A cura di Simona Ciasca e Paolo Onofri.

Lapide funeraria all’interno della Ex Chiesa di S. Caterina d’Alessandria. Foto Sergio Ceccotti.

Durante i lavori di ristrutturazione della ex chiesa di Santa Caterina d’Alessandria, oggi Fototeca Comunale “Bruno Grandinetti”, un tempo chiesa del Monastero delle Benedettine locali, è emersa un’antica lapide con iscrizioni funerarie in latino ed il progettista dei lavori dell’epoca, l’Architetto Giorgio Scataglini di Potenza Picena ha voluto evidenziare questa antica testimonianza con un vetro trasparente ed illuminandola con un faretto, per permettere di vederla e leggerne il testo.

La struttura, dopo la conclusione dei lavori, è stata inaugurata il giorno 28 novembre 2003.

Fino ad oggi pochi avevano fatto caso a questa lapide funeraria, in quanto si vede solo se si accende il faretto posta sopra.

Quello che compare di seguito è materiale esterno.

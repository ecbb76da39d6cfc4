//! Schedule Materialization
//!
//! Single forward pass over an adjusted phase list: assign sequential ids,
//! start and end dates, and a dependency link to the previous phase. Each
//! phase ends `duration` days after it starts and the next phase begins the
//! following day, so the emitted schedule is contiguous with no overlaps.

use chrono::{Days, NaiveDate, Utc};
use serde::Serialize;

use crate::crops::Crop;
use crate::error::EngineError;
use crate::schedule::adjuster::{adjust, AdjustedPhase, AdjustmentSeverity};
use crate::schedule::registry::{PhaseCategory, Priority};
use crate::soil::SoilState;

/// One dated entry in the final schedule
#[derive(Debug, Clone, Serialize)]
pub struct ScheduledPhase {
    /// Sequential position, starting at 1, counting injected phases
    pub id: u32,
    pub name: String,
    pub category: PhaseCategory,
    pub start_date: NaiveDate,
    pub end_date: NaiveDate,
    pub duration_days: u32,
    pub priority: Priority,
    /// Id of the phase this one waits on; None for the opener
    pub depends_on: Option<u32>,
    pub notes: Vec<String>,
    pub description: String,
    pub injected: bool,
    pub severity: Option<AdjustmentSeverity>,
}

/// Complete soil-adapted schedule for one crop
#[derive(Debug, Clone, Serialize)]
pub struct Schedule {
    pub crop: Crop,
    pub start_date: NaiveDate,
    pub phases: Vec<ScheduledPhase>,
    pub total_phases: usize,
    pub total_duration_days: u32,
    /// First-seen modification notes plus injected-phase instructions
    pub advisory_notes: Vec<String>,
}

/// Assign dates and dependency links to an adjusted phase list
pub fn materialize(
    crop: Crop,
    phases: Vec<AdjustedPhase>,
    start: NaiveDate,
) -> Result<Schedule, EngineError> {
    let mut scheduled = Vec::with_capacity(phases.len());
    let mut advisory_notes: Vec<String> = Vec::new();
    let mut cursor = start;
    let mut total_duration_days = 0u32;

    for (i, phase) in phases.into_iter().enumerate() {
        let id = (i + 1) as u32;
        let start_date = cursor;
        let end_date = start_date
            .checked_add_days(Days::new(u64::from(phase.duration_days)))
            .ok_or(EngineError::DateOutOfRange(start_date))?;
        cursor = end_date
            .checked_add_days(Days::new(1))
            .ok_or(EngineError::DateOutOfRange(end_date))?;
        total_duration_days += phase.duration_days;

        if phase.injected && !phase.description.is_empty() {
            advisory_notes.push(phase.description.clone());
        }
        for note in &phase.notes {
            if !advisory_notes.contains(note) {
                advisory_notes.push(note.clone());
            }
        }

        scheduled.push(ScheduledPhase {
            id,
            name: phase.name,
            category: phase.category,
            start_date,
            end_date,
            duration_days: phase.duration_days,
            priority: phase.priority,
            depends_on: (i > 0).then_some(id - 1),
            notes: phase.notes,
            description: phase.description,
            injected: phase.injected,
            severity: phase.severity,
        });
    }

    Ok(Schedule {
        crop,
        start_date: start,
        total_phases: scheduled.len(),
        total_duration_days,
        phases: scheduled,
        advisory_notes,
    })
}

/// Adjust `crop`'s template for `state` and date it from `start`
/// (today when unspecified)
pub fn generate_schedule(
    crop: Crop,
    state: &SoilState,
    start: Option<NaiveDate>,
) -> Result<Schedule, EngineError> {
    let start = start.unwrap_or_else(|| Utc::now().date_naive());
    materialize(crop, adjust(crop, state), start)
}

Noi, nel fare l’inventario dei beni storico-artistici di questa struttura il giorno mercoledì 26 agosto 2020, ci siamo resi conto della sua importanza storica ed abbiamo provato a leggere la scritta in latino, ma la visuale non era completa. Solo successivamente, grazie ad una bellissima foto di Sergio Ceccotti senza il faretto acceso, ci siamo potuti rendere conto del testo completo. Dal tipo di scrittura della lapide, si capisce che è molto antica, in stile romano, probabilmente risalente al periodo medioevale-rinascimentale.

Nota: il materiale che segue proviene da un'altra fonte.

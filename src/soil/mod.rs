//! Soil Data Layer
//!
//! Vocabulary, intake, and normalization for categorical soil/climate
//! readings. Flow: `SoilReading` (descriptive text) → `normalize` →
//! `SoilState` (canonical levels), after which the suitability and
//! scheduling layers only ever see enums.

pub mod level;
pub mod normalizer;
pub mod state;

pub use level::{Level, SoilAttribute};
pub use normalizer::{attribute_options, normalize, normalize_value};
pub use state::{AttrMap, SoilReading, SoilState, SoilValue};
//! Soil-Adapted Growth Scheduling
//!
//! Two timeline families. The scheduling family starts from the registry's
//! baseline templates, passes through the soil adjuster, and is dated by
//! the materializer with dependency links. The display family is a fixed
//! presentation catalog with water-requirement data, pinned to a date
//! without any soil awareness.

pub mod adjuster;
pub mod display;
pub mod materializer;
pub mod registry;

pub use adjuster::{adjust, AdjustedPhase, AdjustmentSeverity};
pub use display::{
    display_timeline, irrigation_tips, materialize_display, water_profile, DisplayBand,
    DisplayPhase, DisplayPhaseSpec, DisplayTimelineSpec, Intensity, WaterProfile, WaterStage,
};
pub use materializer::{generate_schedule, materialize, Schedule, ScheduledPhase};
pub use registry::{template, PhaseCategory, PhaseSpec, Priority};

Abbiamo chiesto la collaborazione, per poter tradurre correttamente iltesto, sia al dott. Roberto Domenichini, Direttore dell’Archivio di Stato di Pesaro, che al prof. Gianfranco Morgoni.

Tutti e due ci hanno confermato l’antichità della lapide e la sua importanza.

Per quanto riguarda il testo inizialmente avevamo pensato alla tomba di un rappresentante di una famiglia patrizia di Monte Santo, nello specifico a Francesco Ruggeri. La famiglia Ruggeri viene citata da Carlo Cenerelli Campana nel suo libro sulla storia di Monte Santo del 1852, come una delle tante famiglie locali che si sono estinte dal sec. XIV in poi. Questa nostra tesi è stata confermata con la traduzione in italiano del testo latino della lapide.

Interno mostra Ora et Labora nella Chiesa di S. Caterina.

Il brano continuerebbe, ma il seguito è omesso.